O cartaz do Seven Churches foi sofrendo algumas alterações até à sua versão final (deixando até aquele cartaz genial cheio de bicheza meio obsoleto pelo caminho, mas é tão bom que tinha que ser postado de qualquer maneira), mas acabou por apresentar uma respeitável molhada de talento que representa o que de melhor se faz de javardice subterrânea no Reino Unido – Dopefight (que tocaram primeiro porque ainda iam dar outro concerto à noite!), Rise Of The Simians, Bast, Undersmile, Bong, Winterfylleth e Black Sun. Dada a natureza minúscula do sítio, os músicos (e não só os que iam tocar – o Adam Richardson, dos Ramesses, andava lá pelo meio, por exemplo) deambulavam pelo meio dos meros mortais, todos unidos pelo desiderato de consumir uns pints quando não havia barulho a vir do palco. Das memórias (possivelmente parcialmente deturpadas) que tenho de um dia longo, extenuante e estupidamente divertido, realço:

a revelação que foram os Undersmile. Banda que tinha conhecido nessa manhã através do único EP que tinham na altura e que me tem impressionado forte e feio desde então. Há de tudo nos Undersmile: temas que nunca mais acabam, senhoras de vestido que meio gemem, meio cantam, uma secção rítmica capaz de causar problemas intestinais, e o fantasma do grunge a ser analmente molestado pelos Electric Wizard e pelos Swans ao mesmo tempo. Acabaram de lançar o seu primeiro álbum, ‘Narwhal’, que vivamente recomendo, e aqui fica uma prova da devastação que trouxeram ao Seven Churches:

o fundo em zebra do palco do Fighting Cocks. Não é giro?

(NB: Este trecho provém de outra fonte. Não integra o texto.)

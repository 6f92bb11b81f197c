use once_cell::sync::Lazy;
use serde::{Deserialize, Serialize};
use std::env;
use std::path::PathBuf;

#[derive(Debug, Clone, Serialize, Deserialize)]
pub struct AppConfig {
    pub environment: Environment,
    pub server: ServerConfig,
    pub backend: Backend,
    pub database: DatabaseConfig,
    pub api: ApiConfig,
    pub security: SecurityConfig,
    pub storage: StorageConfig,
    pub mail: MailConfig,
    pub content: ContentConfig,
}

#[derive(Debug, Clone, Serialize, Deserialize)]
pub enum Environment {
    Development,
    Staging,
    Production,
}

/// Where the stores live
#[derive(Debug, Clone, Copy, PartialEq, Eq, Serialize, Deserialize)]
#[serde(rename_all = "lowercase")]
pub enum Backend {
    Postgres,
    Memory,
}

impl Backend {
    fn parse(value: &str) -> Option<Self> {
        match value.trim().to_ascii_lowercase().as_str() {
            "postgres" | "postgresql" | "pg" => Some(Backend::Postgres),
            "memory" | "mem" => Some(Backend::Memory),
            _ => None,
        }
    }
}

#[derive(Debug, Clone, Serialize, Deserialize)]
pub struct ServerConfig {
    pub host: String,
    pub port: u16,
}

#[derive(Debug, Clone, Serialize, Deserialize)]
pub struct DatabaseConfig {
    pub url: Option<String>,
    pub max_connections: u32,
    pub connection_timeout: u64,
}

#[derive(Debug, Clone, Serialize, Deserialize)]
pub struct ApiConfig {
    pub enable_request_logging: bool,
    pub max_request_size_bytes: usize,
}

#[derive(Debug, Clone, Serialize, Deserialize)]
pub struct SecurityConfig {
    pub enable_cors: bool,
    pub cors_origins: Vec<String>,
    #[serde(skip_serializing)]
    pub jwt_secret: String,
    pub jwt_expiry_hours: u64,
}

#[derive(Debug, Clone, Serialize, Deserialize)]
pub struct StorageConfig {
    pub bucket: String,
    pub endpoint: Option<String>,
    pub region: String,
    pub public_base_url: Option<String>,
    #[serde(skip_serializing)]
    pub access_key_id: Option<String>,
    #[serde(skip_serializing)]
    pub secret_access_key: Option<String>,
    pub fallback_extension: String,
    pub default_folder: String,
}

#[derive(Debug, Clone, Serialize, Deserialize)]
pub struct MailConfig {
    pub smtp_host: Option<String>,
    pub smtp_port: u16,
    pub smtp_user: Option<String>,
    #[serde(skip_serializing)]
    pub smtp_password: Option<String>,
    pub from_address: String,
    pub admin_address: String,
}

#[derive(Debug, Clone, Serialize, Deserialize)]
pub struct ContentConfig {
    /// YAML file replacing the built-in schemas
    pub schemas_path: Option<PathBuf>,
}

impl AppConfig {
    pub fn from_env() -> Self {
        let environment = match env::var("APP_ENV").as_deref() {
            Ok("production") | Ok("prod") => Environment::Production,
            Ok("staging") | Ok("stage") => Environment::Staging,
            _ => Environment::Development,
        };

        // Set defaults based on environment, then override with specific env vars
        match environment {
            Environment::Production => Self::production(),
            Environment::Staging => Self::staging(),
            Environment::Development => Self::development(),
        }
        .with_env_overrides()
    }

    fn with_env_overrides(mut self) -> Self {
        // Server overrides
        if let Ok(v) = env::var("HOST") {
            self.server.host = v;
        }
        if let Ok(v) = env::var("SKYRIDERS_PORT").or_else(|_| env::var("PORT")) {
            self.server.port = v.parse().unwrap_or(self.server.port);
        }
        if let Ok(v) = env::var("SKYRIDERS_BACKEND") {
            self.backend = Backend::parse(&v).unwrap_or(self.backend);
        }

        // Database overrides
        if let Ok(v) = env::var("DATABASE_URL") {
            self.database.url = non_empty(v);
        }
        if let Ok(v) = env::var("DATABASE_MAX_CONNECTIONS") {
            self.database.max_connections = v.parse().unwrap_or(self.database.max_connections);
        }
        if let Ok(v) = env::var("DATABASE_CONNECTION_TIMEOUT") {
            self.database.connection_timeout = v.parse().unwrap_or(self.database.connection_timeout);
        }

        // API overrides
        if let Ok(v) = env::var("API_ENABLE_REQUEST_LOGGING") {
            self.api.enable_request_logging = v.parse().unwrap_or(self.api.enable_request_logging);
        }
        if let Ok(v) = env::var("API_MAX_REQUEST_SIZE_BYTES") {
            self.api.max_request_size_bytes = v.parse().unwrap_or(self.api.max_request_size_bytes);
        }

        // Security overrides
        if let Ok(v) = env::var("SECURITY_ENABLE_CORS") {
            self.security.enable_cors = v.parse().unwrap_or(self.security.enable_cors);
        }
        if let Ok(v) = env::var("SECURITY_CORS_ORIGINS") {
            self.security.cors_origins = v.split(',').map(|s| s.trim().to_string()).collect();
        }
        if let Ok(v) = env::var("JWT_SECRET") {
            self.security.jwt_secret = v;
        }
        if let Ok(v) = env::var("SECURITY_JWT_EXPIRY_HOURS") {
            self.security.jwt_expiry_hours = v.parse().unwrap_or(self.security.jwt_expiry_hours);
        }

        // Storage overrides
        if let Ok(v) = env::var("STORAGE_BUCKET") {
            self.storage.bucket = v;
        }
        if let Ok(v) = env::var("STORAGE_ENDPOINT") {
            self.storage.endpoint = non_empty(v);
        }
        if let Ok(v) = env::var("STORAGE_REGION") {
            self.storage.region = v;
        }
        if let Ok(v) = env::var("STORAGE_PUBLIC_BASE_URL") {
            self.storage.public_base_url = non_empty(v);
        }
        if let Ok(v) = env::var("STORAGE_ACCESS_KEY_ID") {
            self.storage.access_key_id = non_empty(v);
        }
        if let Ok(v) = env::var("STORAGE_SECRET_ACCESS_KEY") {
            self.storage.secret_access_key = non_empty(v);
        }
        if let Ok(v) = env::var("STORAGE_FALLBACK_EXTENSION") {
            self.storage.fallback_extension = v;
        }
        if let Ok(v) = env::var("STORAGE_DEFAULT_FOLDER") {
            self.storage.default_folder = v;
        }

        // Mail overrides
        if let Ok(v) = env::var("SMTP_HOST") {
            self.mail.smtp_host = non_empty(v);
        }
        if let Ok(v) = env::var("SMTP_PORT") {
            self.mail.smtp_port = v.parse().unwrap_or(self.mail.smtp_port);
        }
        if let Ok(v) = env::var("SMTP_USER") {
            self.mail.smtp_user = non_empty(v);
        }
        if let Ok(v) = env::var("SMTP_PASS") {
            self.mail.smtp_password = non_empty(v);
        }
        if let Ok(v) = env::var("MAIL_FROM") {
            self.mail.from_address = v;
        }
        if let Ok(v) = env::var("ADMIN_EMAIL") {
            self.mail.admin_address = v;
        }

        // Content overrides
        if let Ok(v) = env::var("CONTENT_SCHEMAS_PATH") {
            self.content.schemas_path = non_empty(v).map(PathBuf::from);
        }

        self
    }

    pub fn bind_address(&self) -> String {
        format!("{}:{}", self.server.host, self.server.port)
    }

    pub fn development() -> Self {
        Self {
            environment: Environment::Development,
            server: ServerConfig {
                host: "127.0.0.1".to_string(),
                port: 8080,
            },
            backend: Backend::Memory,
            database: DatabaseConfig {
                url: None,
                max_connections: 5,
                connection_timeout: 30,
            },
            api: ApiConfig {
                enable_request_logging: true,
                max_request_size_bytes: 10 * 1024 * 1024, // 10MB
            },
            security: SecurityConfig {
                enable_cors: true,
                cors_origins: vec!["http://localhost:3000".to_string(), "http://localhost:5173".to_string()],
                jwt_secret: "skyriders-development-secret".to_string(),
                jwt_expiry_hours: 24 * 7, // 1 week
            },
            storage: StorageConfig {
                bucket: "site-assets".to_string(),
                endpoint: None,
                region: "us-east-1".to_string(),
                public_base_url: Some("http://localhost:8080/storage/".to_string()),
                access_key_id: None,
                secret_access_key: None,
                fallback_extension: "jpg".to_string(),
                default_folder: "content".to_string(),
            },
            mail: MailConfig {
                smtp_host: None,
                smtp_port: 587,
                smtp_user: None,
                smtp_password: None,
                from_address: "SKYRIDERS <no-reply@localhost>".to_string(),
                admin_address: "admin@localhost".to_string(),
            },
            content: ContentConfig { schemas_path: None },
        }
    }

    pub fn staging() -> Self {
        let mut config = Self::production();
        config.environment = Environment::Staging;
        config.database.max_connections = 10;
        config.database.connection_timeout = 10;
        config.api.enable_request_logging = true;
        config.api.max_request_size_bytes = 10 * 1024 * 1024; // 10MB
        config.security.cors_origins = vec!["https://staging.skyriders.org".to_string()];
        config.security.jwt_expiry_hours = 24;
        config
    }

    pub fn production() -> Self {
        Self {
            environment: Environment::Production,
            server: ServerConfig {
                host: "0.0.0.0".to_string(),
                port: 8080,
            },
            backend: Backend::Postgres,
            database: DatabaseConfig {
                url: None,
                max_connections: 20,
                connection_timeout: 5,
            },
            api: ApiConfig {
                enable_request_logging: false,
                max_request_size_bytes: 8 * 1024 * 1024, // 8MB
            },
            security: SecurityConfig {
                enable_cors: true,
                cors_origins: vec!["https://skyriders.org".to_string()],
                jwt_secret: String::new(),
                jwt_expiry_hours: 4,
            },
            storage: StorageConfig {
                bucket: "site-assets".to_string(),
                endpoint: None,
                region: "us-east-1".to_string(),
                public_base_url: None,
                access_key_id: None,
                secret_access_key: None,
                fallback_extension: "jpg".to_string(),
                default_folder: "content".to_string(),
            },
            mail: MailConfig {
                smtp_host: None,
                smtp_port: 587,
                smtp_user: None,
                smtp_password: None,
                from_address: "SKYRIDERS <no-reply@skyriders.org>".to_string(),
                admin_address: "admin@skyriders.org".to_string(),
            },
            content: ContentConfig { schemas_path: None },
        }
    }
}

impl Default for AppConfig {
    fn default() -> Self {
        Self::development()
    }
}

fn non_empty(value: String) -> Option<String> {
    let trimmed = value.trim();
    if trimmed.is_empty() {
        None
    } else {
        Some(trimmed.to_string())
    }
}

// Global singleton config - initialized once at startup
pub static CONFIG: Lazy<AppConfig> = Lazy::new(AppConfig::from_env);

// Convenience function for accessing config
pub fn config() -> &'static AppConfig {
    &CONFIG
}
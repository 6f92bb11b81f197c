//! Schema-driven content editing.
//!
//! The registry gives each page its shape, `store` reads and writes the
//! document, `editor` binds the two into an editable draft and `upload`
//! feeds image URLs into it.

pub mod document;
pub mod editor;
pub mod render;
pub mod schema;
pub mod store;
pub mod upload;

pub use document::ContentDocument;
pub use editor::{EditorContext, EditorError, EditorSession, EditorState, EditorView, FieldControl};
pub use schema::{ContentSchema, FieldDef, FieldKind, SchemaError, SchemaRegistry};
pub use store::{Loaded, SaveFailure};
pub use upload::{FieldSlot, ImageFieldUploader, LocalFile, UploadError};
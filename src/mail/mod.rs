//! Outgoing notification mail.
//!
//! `SmtpMailer` sends through the configured relay with `lettre`; when no
//! relay is configured `LogMailer` records the message in the log instead.

use async_trait::async_trait;
use lettre::{
    message::{header::ContentType, Mailbox},
    transport::smtp::authentication::Credentials,
    AsyncSmtpTransport, AsyncTransport, Message, Tokio1Executor,
};

use crate::config::MailConfig;

#[derive(Debug, thiserror::Error)]
pub enum MailError {
    #[error("SMTP transport error: {0}")]
    Transport(#[from] lettre::transport::smtp::Error),

    #[error("Email address parse error: {0}")]
    Address(#[from] lettre::address::AddressError),

    #[error("Email build error: {0}")]
    Build(String),
}

/// A plain-text message ready to send
#[derive(Debug, Clone, PartialEq, Eq)]
pub struct OutgoingEmail {
    pub to: String,
    pub reply_to: Option<String>,
    pub subject: String,
    pub body: String,
}

#[async_trait]
pub trait Mailer: Send + Sync {
    async fn send(&self, email: &OutgoingEmail) -> Result<(), MailError>;
}

pub struct SmtpMailer {
    transport: AsyncSmtpTransport<Tokio1Executor>,
    from: Mailbox,
}

impl SmtpMailer {
    /// `None` when no SMTP host is configured.
    pub fn from_config(config: &MailConfig) -> Result<Option<Self>, MailError> {
        let Some(host) = config.smtp_host.as_deref() else {
            return Ok(None);
        };

        let mut builder = AsyncSmtpTransport::<Tokio1Executor>::starttls_relay(host)?.port(config.smtp_port);
        if let (Some(user), Some(pass)) = (&config.smtp_user, &config.smtp_password) {
            builder = builder.credentials(Credentials::new(user.clone(), pass.clone()));
        }

        Ok(Some(Self {
            transport: builder.build(),
            from: config.from_address.parse()?,
        }))
    }
}

#[async_trait]
impl Mailer for SmtpMailer {
    async fn send(&self, email: &OutgoingEmail) -> Result<(), MailError> {
        let mut builder = Message::builder()
            .from(self.from.clone())
            .to(email.to.parse()?)
            .subject(email.subject.as_str())
            .header(ContentType::TEXT_PLAIN);
        if let Some(reply_to) = &email.reply_to {
            builder = builder.reply_to(reply_to.parse()?);
        }

        let message = builder
            .body(email.body.clone())
            .map_err(|e| MailError::Build(e.to_string()))?;

        self.transport.send(message).await?;
        tracing::info!(to = %email.to, subject = %email.subject, "Notification email sent");
        Ok(())
    }
}

/// Writes messages to the log. Used when SMTP is not configured.
#[derive(Debug, Default)]
pub struct LogMailer;

#[async_trait]
impl Mailer for LogMailer {
    async fn send(&self, email: &OutgoingEmail) -> Result<(), MailError> {
        tracing::info!(
            to = %email.to,
            reply_to = email.reply_to.as_deref().unwrap_or(""),
            subject = %email.subject,
            "SMTP not configured, email logged only:\n{}",
            email.body
        );
        Ok(())
    }
}

#[cfg(test)]
mod tests {
    use super::*;
    use crate::config::AppConfig;

    #[test]
    fn no_host_means_no_smtp_mailer() {
        let mut config = AppConfig::default().mail;
        config.smtp_host = None;
        assert!(SmtpMailer::from_config(&config).unwrap().is_none());
    }

    #[test]
    fn bad_sender_is_rejected() {
        let mut config = AppConfig::default().mail;
        config.smtp_host = Some("smtp.example.com".to_string());
        config.from_address = "not-an-email".to_string();
        assert!(matches!(
            SmtpMailer::from_config(&config),
            Err(MailError::Address(_))
        ));
    }

    #[tokio::test]
    async fn log_mailer_accepts_everything() {
        let email = OutgoingEmail {
            to: "admin@example.com".to_string(),
            reply_to: None,
            subject: "hello".to_string(),
            body: "body".to_string(),
        };
        LogMailer.send(&email).await.unwrap();
    }

    #[test]
    fn error_display() {
        let err = MailError::Build("missing body".to_string());
        assert_eq!(err.to_string(), "Email build error: missing body");
    }
}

o guest star. Encontrava-me presunçosamente, armado em estrela, numa rodinha de conversa com o David Terry, dos Bong, que discutia alegremente a prática agrícola em Newcastle e com o Chris Naughton, dos Winterfylleth, que acumulava na altura funções de escriba na Terrorizer, quando o Russell MacEwan, o grande Drum Major, baterista e líder dos Black Sun, se aproximou de mim conspiratoriamente. “José, do you like AC/DC?“, perguntou. Até aqui, tudo bem. Fiquei apreensivo com o rumo que isto poderia tomar, mas após resposta afirmativa, nova questão: “Do you know the lyrics to Dirty Deeds Done Dirt Cheap?”, indagou, com o seu irresistível sotaque escocês. Sei, por acaso até sei, sem ser grande armazenador do liricismo rude dos AC/DC, essa até está cá dentro. O problema foi a terceira pergunta. “We’re playing it tonight, do you want to sing it with us?” Ora, há uma razão para eu ter esta relação de intimidade quasi-pornográfica com a música e não fazer mais nada por ela do que escrever e tirar umas fotos. Quem me ouviu alguma vez cantar e já concluiu a subsequente terapia, sabe do que falo, quem não ouviu, que se conte por feliz. Declinei amavelmente o convite, obviamente. Infelizmente, esta conversa foi tida logo a seguir aos Dopefight, a seis bandas e várias horas de distância de os Black Sun entrarem em palco. Recordo que fazia calor e que as bebidas estavam fresquinhas. Quando dou por mim, estou não só agarrado ao microfone a cantar, efectivamente, o tema em questão, como, igualmente, a berrar todos os temas dos Black Sun como se o mundo fosse acabar amanhã. O meu caro Antony Roberts fez questão de imortalizar as lamentáveis cenas.

O mundo não acabou, mas foi por pouco. Desde então, não houve mais nenhum Seven Churches, nem nenhuma banda mais me pediu para cantar com eles. Não há coincidências. Ainda assim, consta que uma segunda edição está a ser vagamente planeada, e agora já ninguém tem desculpa para faltar. Os vôos são baratos, a coisa faz-se num dia, e se forem todos para cima do palco aos gritos, eu até sou gajo para ir outra vez. Com companhia tem mais piada. É que até o Tom acaba a tal canção a dizer come with me, together we can take the long way home.